When Gartner, the analyst firm, today evaluates MDM solutions they measure their strengths within these use cases:
- MDM of B2C Customer Data, which is about handling master data related to individuals within households acting as buyers (and users) of the products offered by an organisation
- MDM of B2B Customer Data, which is about handling master data related to other organizations acting as buyers (and users) of the products offered by an organisation.
- MDM of Buy-Side Product Data, which is about handling product master data as they are received from other organisations.
- MDM of Sell-Side Product Data, which is about handling product master data as they are provided to other organisations and individuals.
- Multidomain MDM, where all the above master data are handled in conjunction with other party roles than customer (eg supplier) and further core objects as locations, assets and more.
- Multivector MDM, where Gartner adds industries, scenarios, structures and styles to the lingo.
The core party and product picture could look like examined in the post An Alternative Multi-Domain MDM Quadrant.

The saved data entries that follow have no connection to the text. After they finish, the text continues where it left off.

// Remote subdirectory names.
// - Every run uploads into one fresh directory named `{time}-{random}`.
// - The time part is whole seconds since the Unix epoch so listings sort
//   roughly by upload time; the random part keeps two runs in the same
//   second apart.
// - Time and randomness come in through the `Clock` and
//   `SecureRandomSource` traits so tests can pin both.

use rand::rngs::OsRng;
use rand::RngCore;
use std::fmt;
use std::time::{SystemTime, UNIX_EPOCH};

/// Crockford-style base32 digits, lowercase, without `i`, `l`, `o`, `u`.
pub const ALPHABET: &[u8; 32] = b"0123456789abcdefghjkmnpqrstvwxyz";

/// Bits of entropy in the random suffix. 25 bits fill exactly five digits.
pub const RANDOM_BITS: u32 = 25;

const RANDOM_WIDTH: usize = 5;

/// Encode `value` in base32 using [`ALPHABET`], most significant digit first.
///
/// Zero encodes to the empty string; there is no leading `0` digit.
pub fn encode(mut value: u64) -> String {
    let mut digits = Vec::new();
    while value > 0 {
        digits.push(ALPHABET[(value % 32) as usize]);
        value /= 32;
    }
    digits.reverse();
    // Every byte comes from the ASCII alphabet.
    digits.into_iter().map(char::from).collect()
}

/// Source of the current time in whole seconds since the Unix epoch.
pub trait Clock {
    fn unix_seconds(&self) -> u64;
}

/// Cryptographically secure source of random bits.
pub trait SecureRandomSource {
    /// Return a uniformly random value below `2^bits` (`bits <= 32`).
    fn random_bits(&mut self, bits: u32) -> u32;
}

/// Wall clock. Times before the epoch read as zero.
#[derive(Debug, Default, Clone, Copy)]
pub struct SystemClock;

impl Clock for SystemClock {
    fn unix_seconds(&self) -> u64 {
        SystemTime::now()
            .duration_since(UNIX_EPOCH)
            .map(|elapsed| elapsed.as_secs())
            .unwrap_or(0)
    }
}

/// Operating system CSPRNG.
#[derive(Debug, Default, Clone, Copy)]
pub struct OsRandom;

impl SecureRandomSource for OsRandom {
    fn random_bits(&mut self, bits: u32) -> u32 {
        top_bits(OsRng.next_u32(), bits)
    }
}

fn top_bits(value: u32, bits: u32) -> u32 {
    match bits {
        0 => 0,
        32.. => value,
        _ => value >> (32 - bits),
    }
}

/// The directory shared by every file uploaded in one run.
#[derive(Debug, Clone, PartialEq, Eq)]
pub struct RemoteSession {
    subdirectory: String,
}

impl RemoteSession {
    pub fn new(subdirectory: impl Into<String>) -> Self {
        Self {
            subdirectory: subdirectory.into(),
        }
    }

    pub fn subdirectory(&self) -> &str {
        &self.subdirectory
    }
}

impl fmt::Display for RemoteSession {
    fn fmt(&self, f: &mut fmt::Formatter<'_>) -> fmt::Result {
        f.write_str(&self.subdirectory)
    }
}

/// Builds `{timestamp}-{random}` directory names.
pub struct NameGenerator<C, R> {
    clock: C,
    random: R,
}

impl NameGenerator<SystemClock, OsRandom> {
    /// Generator backed by the wall clock and the OS random source.
    pub fn system() -> Self {
        Self::new(SystemClock, OsRandom)
    }
}

impl<C: Clock, R: SecureRandomSource> NameGenerator<C, R> {
    pub fn new(clock: C, random: R) -> Self {
        Self { clock, random }
    }

    /// Produce a new name such as `1jq5c8x-0k3zm`.
    pub fn generate(&mut self) -> String {
        let timestamp = encode(self.clock.unix_seconds());
        let random = encode(u64::from(self.random.random_bits(RANDOM_BITS)));
        format!("{timestamp}-{random:0>width$}", width = RANDOM_WIDTH)
    }

    /// Produce the session for one run.
    pub fn session(&mut self) -> RemoteSession {
        RemoteSession::new(self.generate())
    }
}
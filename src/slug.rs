// File name sanitization.
// Local names can hold spaces, brackets and other characters that are
// awkward in URLs and remote shells. Remote names are built from the
// base name only: lowercase it, squash everything outside
// `[A-Za-z0-9._~+-]` into single hyphens, then percent-encode the result
// as one URL path segment.

use percent_encoding::{utf8_percent_encode, AsciiSet, NON_ALPHANUMERIC};
use regex::Regex;
use std::path::Path;
use std::sync::LazyLock;

static DISALLOWED: LazyLock<Regex> = LazyLock::new(|| {
    Regex::new(r"[^A-Za-z0-9._~+-]+").expect("slug pattern is a valid regex")
});

/// Everything except the RFC 3986 unreserved characters gets escaped.
const PATH_SEGMENT: &AsciiSet = &NON_ALPHANUMERIC
    .remove(b'-')
    .remove(b'.')
    .remove(b'_')
    .remove(b'~');

/// Turn `name` into a token safe for a URL path segment and a remote path.
///
/// The result may be empty when `name` has no allowed characters at all.
pub fn slugify(name: &str) -> String {
    let lowered = name.to_lowercase();
    DISALLOWED
        .replace_all(&lowered, "-")
        .trim_matches('-')
        .to_string()
}

/// Percent-encode `segment` with no extra safe characters.
pub fn encode_segment(segment: &str) -> String {
    utf8_percent_encode(segment, PATH_SEGMENT).to_string()
}

/// Remote name for a local path: the encoded slug of its base name.
///
/// Returns `None` when the slug comes out empty.
pub fn remote_name(path: &Path) -> Option<String> {
    let base = path.file_name()?.to_string_lossy();
    let slug = slugify(&base);
    if slug.is_empty() {
        return None;
    }
    Some(encode_segment(&slug))
}
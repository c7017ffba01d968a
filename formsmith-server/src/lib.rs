//! # Formsmith Server Library
//!
//! Shared types and functionality for the Formsmith server.
//! This library is used by both the binary and integration tests.

use axum::routing::{delete, get, post};
use axum::Router;

use formsmith_core::BuilderStore;

pub mod health;
pub mod metrics;
pub mod routes;
pub mod validation;

/// Shared application state.
#[derive(Clone)]
pub struct AppState {
    /// Session-keyed builder storage.
    pub store: BuilderStore,
    /// Base URL used when deriving shareable form links.
    pub share_base: String,
}

impl AppState {
    /// Create state with a fresh store.
    #[must_use]
    pub fn new(share_base: impl Into<String>) -> Self {
        Self {
            store: BuilderStore::new(),
            share_base: share_base.into(),
        }
    }
}

/// Build the application router: health probes plus the builder API.
///
/// The binary layers CORS, request ids, tracing, and the metrics
/// endpoint on top; integration tests drive this router directly.
pub fn app(state: AppState) -> Router {
    Router::new()
        .route("/health/live", get(health::liveness))
        .route("/health/ready", get(health::readiness))
        .route("/health", get(health::readiness)) // Backward compatible
        .route("/api/templates", get(routes::list_templates))
        .route("/api/templates/{template_id}", get(routes::get_template))
        .route("/api/sessions", get(routes::list_sessions))
        .route("/api/sessions/{session_id}", get(routes::get_session))
        .route(
            "/api/sessions/{session_id}/fields",
            post(routes::create_field).put(routes::update_field),
        )
        .route(
            "/api/sessions/{session_id}/fields/reorder",
            post(routes::reorder_fields),
        )
        .route(
            "/api/sessions/{session_id}/fields/{field_id}",
            delete(routes::delete_field),
        )
        .route(
            "/api/sessions/{session_id}/steps",
            post(routes::add_step).put(routes::update_step),
        )
        .route(
            "/api/sessions/{session_id}/steps/{index}",
            delete(routes::delete_step),
        )
        .route(
            "/api/sessions/{session_id}/steps/{index}/validate",
            post(routes::validate_step),
        )
        .route(
            "/api/sessions/{session_id}/current-step",
            post(routes::set_current_step),
        )
        .route(
            "/api/sessions/{session_id}/selection",
            post(routes::select_field),
        )
        .route("/api/sessions/{session_id}/name", post(routes::set_form_name))
        .route(
            "/api/sessions/{session_id}/device",
            post(routes::set_preview_device),
        )
        .route("/api/sessions/{session_id}/new", post(routes::new_form))
        .route(
            "/api/sessions/{session_id}/template",
            post(routes::load_template),
        )
        .route("/api/sessions/{session_id}/import", post(routes::import_form))
        .route("/api/sessions/{session_id}/export", get(routes::export_form))
        .route("/api/sessions/{session_id}/share", get(routes::share_link))
        .route("/api/sessions/{session_id}/save", post(routes::save_form))
        .route(
            "/api/sessions/{session_id}/validate",
            post(routes::validate_value),
        )
        .with_state(state)
}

Compared to the Gartner Magic Quadrant lingo (and the underlying critical capabilities) this picture is different because:
- The distinction between B2B and B2C in customer MDM is diminishing and does not today make any significant differentiation between the solutions on the market.
- Handling customer as one of several party roles will be the norm as told in the post Gravitational Waves in the MDM World.
- We need (at least) one good MDMish solution to connect the buy-sides and the sell-sides in business ecosystems as pondered in the post Gravitational Collapse in the PIM Space.